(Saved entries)
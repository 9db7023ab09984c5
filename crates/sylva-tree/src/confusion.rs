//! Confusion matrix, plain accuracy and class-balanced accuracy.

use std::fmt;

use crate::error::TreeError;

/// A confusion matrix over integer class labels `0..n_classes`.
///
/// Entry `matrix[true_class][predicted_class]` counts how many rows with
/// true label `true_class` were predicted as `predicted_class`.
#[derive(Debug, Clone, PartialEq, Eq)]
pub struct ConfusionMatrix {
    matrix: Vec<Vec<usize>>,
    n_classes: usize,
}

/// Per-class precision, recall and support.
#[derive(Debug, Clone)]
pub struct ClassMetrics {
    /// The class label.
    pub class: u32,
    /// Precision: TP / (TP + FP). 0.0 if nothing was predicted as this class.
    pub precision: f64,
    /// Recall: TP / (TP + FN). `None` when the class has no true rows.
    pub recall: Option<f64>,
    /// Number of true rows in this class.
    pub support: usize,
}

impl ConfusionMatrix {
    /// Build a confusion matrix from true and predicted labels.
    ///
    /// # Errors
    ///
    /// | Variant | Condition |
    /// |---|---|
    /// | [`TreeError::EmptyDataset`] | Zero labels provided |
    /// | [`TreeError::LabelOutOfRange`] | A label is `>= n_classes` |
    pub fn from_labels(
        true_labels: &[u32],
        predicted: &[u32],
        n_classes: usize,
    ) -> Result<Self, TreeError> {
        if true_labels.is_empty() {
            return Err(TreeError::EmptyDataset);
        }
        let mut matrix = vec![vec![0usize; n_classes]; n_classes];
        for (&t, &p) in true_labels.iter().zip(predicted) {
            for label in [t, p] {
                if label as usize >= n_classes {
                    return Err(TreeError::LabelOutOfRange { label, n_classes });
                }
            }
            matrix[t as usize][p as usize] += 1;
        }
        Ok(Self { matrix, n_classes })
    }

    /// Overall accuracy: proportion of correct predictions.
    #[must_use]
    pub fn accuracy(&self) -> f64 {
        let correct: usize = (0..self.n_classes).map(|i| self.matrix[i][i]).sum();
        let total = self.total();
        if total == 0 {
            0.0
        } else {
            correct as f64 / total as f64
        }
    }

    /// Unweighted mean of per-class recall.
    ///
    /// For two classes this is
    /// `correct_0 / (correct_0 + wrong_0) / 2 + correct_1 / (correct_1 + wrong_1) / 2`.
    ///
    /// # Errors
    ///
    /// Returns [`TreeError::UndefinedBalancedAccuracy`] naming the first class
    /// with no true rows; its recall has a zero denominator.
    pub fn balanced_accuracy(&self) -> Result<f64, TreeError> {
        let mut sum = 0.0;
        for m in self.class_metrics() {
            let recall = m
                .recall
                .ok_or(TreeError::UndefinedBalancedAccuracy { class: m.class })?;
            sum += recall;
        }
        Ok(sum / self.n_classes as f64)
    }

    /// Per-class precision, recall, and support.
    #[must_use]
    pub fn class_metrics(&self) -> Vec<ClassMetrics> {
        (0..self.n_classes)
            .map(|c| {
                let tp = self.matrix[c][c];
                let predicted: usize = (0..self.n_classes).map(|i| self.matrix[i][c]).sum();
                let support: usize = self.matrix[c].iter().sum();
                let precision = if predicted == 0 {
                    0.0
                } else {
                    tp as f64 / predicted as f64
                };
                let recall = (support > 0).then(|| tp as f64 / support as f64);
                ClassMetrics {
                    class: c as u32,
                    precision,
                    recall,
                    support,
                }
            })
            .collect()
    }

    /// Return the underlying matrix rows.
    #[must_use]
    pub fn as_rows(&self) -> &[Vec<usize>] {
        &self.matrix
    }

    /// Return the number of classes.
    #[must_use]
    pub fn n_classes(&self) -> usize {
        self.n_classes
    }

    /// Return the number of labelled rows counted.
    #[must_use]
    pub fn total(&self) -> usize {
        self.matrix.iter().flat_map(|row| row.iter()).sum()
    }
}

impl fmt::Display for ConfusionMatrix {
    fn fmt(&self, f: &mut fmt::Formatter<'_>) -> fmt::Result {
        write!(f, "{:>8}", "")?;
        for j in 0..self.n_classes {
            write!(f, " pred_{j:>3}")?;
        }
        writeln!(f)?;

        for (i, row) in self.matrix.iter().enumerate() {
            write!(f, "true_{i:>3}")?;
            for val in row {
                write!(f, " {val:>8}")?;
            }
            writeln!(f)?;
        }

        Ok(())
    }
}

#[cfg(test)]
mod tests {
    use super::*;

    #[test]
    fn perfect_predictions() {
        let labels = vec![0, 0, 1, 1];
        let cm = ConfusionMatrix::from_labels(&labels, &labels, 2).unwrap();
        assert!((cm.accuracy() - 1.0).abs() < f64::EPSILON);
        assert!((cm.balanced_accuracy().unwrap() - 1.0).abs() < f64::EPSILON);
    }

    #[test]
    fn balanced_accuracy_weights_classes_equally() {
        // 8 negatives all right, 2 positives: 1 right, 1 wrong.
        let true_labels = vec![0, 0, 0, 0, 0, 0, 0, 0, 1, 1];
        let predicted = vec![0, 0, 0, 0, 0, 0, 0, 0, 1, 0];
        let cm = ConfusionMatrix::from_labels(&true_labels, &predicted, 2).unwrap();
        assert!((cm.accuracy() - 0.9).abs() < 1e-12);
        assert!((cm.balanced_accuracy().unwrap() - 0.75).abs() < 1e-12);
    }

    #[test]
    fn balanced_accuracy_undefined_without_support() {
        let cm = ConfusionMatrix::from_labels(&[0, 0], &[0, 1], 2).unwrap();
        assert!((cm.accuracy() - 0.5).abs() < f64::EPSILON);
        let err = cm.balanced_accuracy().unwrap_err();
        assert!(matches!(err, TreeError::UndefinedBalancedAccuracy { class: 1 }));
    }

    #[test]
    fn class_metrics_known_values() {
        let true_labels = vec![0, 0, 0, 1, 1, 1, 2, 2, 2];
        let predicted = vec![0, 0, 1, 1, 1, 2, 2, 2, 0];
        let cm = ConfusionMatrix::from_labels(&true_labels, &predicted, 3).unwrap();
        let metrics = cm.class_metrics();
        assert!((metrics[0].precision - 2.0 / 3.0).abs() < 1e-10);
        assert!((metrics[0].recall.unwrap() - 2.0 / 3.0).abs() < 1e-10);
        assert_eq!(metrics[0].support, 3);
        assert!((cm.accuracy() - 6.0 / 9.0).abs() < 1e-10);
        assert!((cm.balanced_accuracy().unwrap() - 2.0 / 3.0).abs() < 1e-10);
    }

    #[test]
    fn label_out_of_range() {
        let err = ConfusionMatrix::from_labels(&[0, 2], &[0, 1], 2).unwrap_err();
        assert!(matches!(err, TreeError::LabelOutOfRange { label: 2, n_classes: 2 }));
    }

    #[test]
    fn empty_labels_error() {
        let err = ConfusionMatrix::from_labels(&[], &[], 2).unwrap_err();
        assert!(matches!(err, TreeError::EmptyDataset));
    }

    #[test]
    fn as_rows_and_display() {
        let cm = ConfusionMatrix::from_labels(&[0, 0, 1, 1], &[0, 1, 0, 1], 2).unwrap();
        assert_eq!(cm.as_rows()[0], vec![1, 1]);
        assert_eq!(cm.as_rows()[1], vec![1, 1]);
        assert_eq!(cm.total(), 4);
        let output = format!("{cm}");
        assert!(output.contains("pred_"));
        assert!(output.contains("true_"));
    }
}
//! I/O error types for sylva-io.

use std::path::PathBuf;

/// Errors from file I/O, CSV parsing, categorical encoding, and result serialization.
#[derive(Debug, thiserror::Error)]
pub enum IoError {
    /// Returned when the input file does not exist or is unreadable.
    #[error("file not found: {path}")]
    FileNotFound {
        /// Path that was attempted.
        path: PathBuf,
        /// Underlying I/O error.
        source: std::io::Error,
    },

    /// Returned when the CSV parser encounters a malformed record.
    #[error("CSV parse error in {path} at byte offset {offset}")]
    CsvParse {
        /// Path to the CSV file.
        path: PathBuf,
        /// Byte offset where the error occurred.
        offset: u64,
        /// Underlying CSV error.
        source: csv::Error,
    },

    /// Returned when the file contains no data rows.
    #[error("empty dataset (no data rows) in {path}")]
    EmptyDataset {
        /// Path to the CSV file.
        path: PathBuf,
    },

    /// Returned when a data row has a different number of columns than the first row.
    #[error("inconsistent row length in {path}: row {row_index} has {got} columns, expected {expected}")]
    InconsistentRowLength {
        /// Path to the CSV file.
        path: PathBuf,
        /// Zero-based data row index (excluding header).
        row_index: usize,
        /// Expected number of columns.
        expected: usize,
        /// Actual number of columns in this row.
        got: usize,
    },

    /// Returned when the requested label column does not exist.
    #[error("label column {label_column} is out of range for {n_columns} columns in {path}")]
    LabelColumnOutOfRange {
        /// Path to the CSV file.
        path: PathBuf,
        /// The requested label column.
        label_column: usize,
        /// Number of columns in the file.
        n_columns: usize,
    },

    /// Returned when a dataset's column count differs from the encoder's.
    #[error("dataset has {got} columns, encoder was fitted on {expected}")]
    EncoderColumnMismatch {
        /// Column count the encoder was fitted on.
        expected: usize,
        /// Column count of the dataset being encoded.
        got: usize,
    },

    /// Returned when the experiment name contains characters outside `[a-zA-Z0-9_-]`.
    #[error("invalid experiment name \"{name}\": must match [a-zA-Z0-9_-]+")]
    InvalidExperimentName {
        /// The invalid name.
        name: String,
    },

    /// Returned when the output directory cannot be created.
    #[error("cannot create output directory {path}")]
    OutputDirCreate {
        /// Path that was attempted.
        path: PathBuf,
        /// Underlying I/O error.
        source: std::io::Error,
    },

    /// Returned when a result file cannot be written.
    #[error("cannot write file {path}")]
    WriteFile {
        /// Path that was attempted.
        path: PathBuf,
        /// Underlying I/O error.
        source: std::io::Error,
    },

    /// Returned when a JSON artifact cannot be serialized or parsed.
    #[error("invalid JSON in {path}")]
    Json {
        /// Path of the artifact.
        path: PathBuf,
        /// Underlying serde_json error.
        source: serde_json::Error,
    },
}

---

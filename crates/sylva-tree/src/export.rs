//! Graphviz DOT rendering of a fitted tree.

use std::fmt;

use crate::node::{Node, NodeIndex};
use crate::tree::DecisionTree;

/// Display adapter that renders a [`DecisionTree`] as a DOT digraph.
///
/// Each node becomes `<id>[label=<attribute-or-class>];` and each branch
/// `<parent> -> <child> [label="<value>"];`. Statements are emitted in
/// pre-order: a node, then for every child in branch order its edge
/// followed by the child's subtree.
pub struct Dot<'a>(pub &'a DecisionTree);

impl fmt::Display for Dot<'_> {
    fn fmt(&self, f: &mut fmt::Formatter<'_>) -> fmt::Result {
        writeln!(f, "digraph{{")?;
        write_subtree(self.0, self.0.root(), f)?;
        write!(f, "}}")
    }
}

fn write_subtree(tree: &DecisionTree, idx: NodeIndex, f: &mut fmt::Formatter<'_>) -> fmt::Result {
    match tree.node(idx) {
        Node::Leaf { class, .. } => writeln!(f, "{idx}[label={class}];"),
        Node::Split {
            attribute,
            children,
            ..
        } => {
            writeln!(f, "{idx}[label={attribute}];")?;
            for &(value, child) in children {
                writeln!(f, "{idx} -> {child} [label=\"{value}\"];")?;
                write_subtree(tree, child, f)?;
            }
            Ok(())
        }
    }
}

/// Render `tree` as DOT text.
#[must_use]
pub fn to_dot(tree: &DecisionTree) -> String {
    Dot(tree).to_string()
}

**Task details**:
From the records above, copy only the lines starting with the line that holds "pub fn balanced_accuracy(&self)" and going on through the line that holds "let tp = self.matrix[c][c];", exactly as written.

**Exercise answer**:
    pub fn balanced_accuracy(&self) -> Result<f64, TreeError> {
        let mut sum = 0.0;
        for m in self.class_metrics() {
            let recall = m
                .recall
                .ok_or(TreeError::UndefinedBalancedAccuracy { class: m.class })?;
            sum += recall;
        }
        Ok(sum / self.n_classes as f64)
    }

    /// Per-class precision, recall, and support.
    #[must_use]
    pub fn class_metrics(&self) -> Vec<ClassMetrics> {
        (0..self.n_classes)
            .map(|c| {
                let tp = self.matrix[c][c];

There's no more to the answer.